The tricky part here is that "efficiency" is not a single dimension! Transformers are much more "efficient" in one sense, in that they appear to be able to absorb much more data before they saturate; they're in general less computationally efficient in that you can't exploit symmetries as hard, for example, at implementation time.
Let's talk about that in terms of a concrete example: the big inductive bias of CNNs for vision problems is that CNNs essentially presuppose that the model should be translation-invariant. This works great — speeds up training and makes it more stable – until it doesn't and that inductive bias starts limiting your performance, which is in the large-data limit.
Fully-connected NNs are more general than transformers, but they have _so many_ degrees of freedom that the numerical optimization problem is impractical. If someone figures out how to stabilize that training and make these implementable on current or future hardware, you're absolutely right that you'll see people use them. I don't think transformers are magic; you're entirely correct in saying that they're the current knee on the implementability/trainability curve, and that can easily shift given different unit economics.

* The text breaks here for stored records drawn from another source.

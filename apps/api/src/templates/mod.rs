//! CV template gallery and the export stub.
//!
//! Export is deliberately a placeholder: it writes a marker file and returns
//! its path. A real rendering engine is out of scope for this service.

pub mod handlers;

use std::fs;
use std::path::{Path, PathBuf};

use serde::{Deserialize, Serialize};

pub const PLACEHOLDER_CONTENT: &str = "CV Export";

#[derive(Debug, Clone, Serialize)]
pub struct Template {
    pub id: &'static str,
    pub name: &'static str,
    pub description: &'static str,
}

pub const GALLERY: [Template; 5] = [
    Template {
        id: "modern",
        name: "Modern Professional",
        description: "Clean, contemporary design perfect for tech and creative roles",
    },
    Template {
        id: "classic",
        name: "Classic Executive",
        description: "Traditional format ideal for corporate and executive positions",
    },
    Template {
        id: "creative",
        name: "Creative Designer",
        description: "Bold layout with visual elements for creative professionals",
    },
    Template {
        id: "minimalist",
        name: "Minimalist Clean",
        description: "Simple, elegant design that focuses on content",
    },
    Template {
        id: "academic",
        name: "Academic Scholar",
        description: "Formal layout designed for academic and research positions",
    },
];

pub fn find_template(id: &str) -> Option<&'static Template> {
    GALLERY.iter().find(|t| t.id == id)
}

#[derive(Debug, Clone, Copy, PartialEq, Eq, Serialize, Deserialize)]
#[serde(rename_all = "lowercase")]
pub enum ExportFormat {
    Pdf,
    Docx,
}

impl ExportFormat {
    pub fn extension(self) -> &'static str {
        match self {
            ExportFormat::Pdf => "pdf",
            ExportFormat::Docx => "docx",
        }
    }
}

/// Writes the placeholder export file and returns its path.
pub fn export_placeholder(
    export_dir: impl AsRef<Path>,
    format: ExportFormat,
) -> std::io::Result<PathBuf> {
    let dir = export_dir.as_ref();
    fs::create_dir_all(dir)?;
    let path = dir.join(format!("my-cv.{}", format.extension()));
    fs::write(&path, PLACEHOLDER_CONTENT)?;
    Ok(path)
}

I think one of the fundamental disconnects here is that people who come at AI from the perspective of logic down think of things very differently to people like me who come at it from thermodynamics _up_.
Modern machine learning is just "applications of maximum entropy", and to someone with a thermodynamics background, that's intuitively obvious (not necessarily correct! just obvious) –in a meaningful sense the _universe_ is a process of gradient descent, so "of course" the answer for some local domain models is maximum-entropy too. In that world view, the higher-order structure is _entirely emergent_. I'm, by training, a crystallographer, so the idea that you can get highly regular structure emerging from merciless application of a single principle is just baked into my worldview very deeply.
Someone who comes at things from the perspective of mathematical logic is going to find that worldview very weird, I suspect.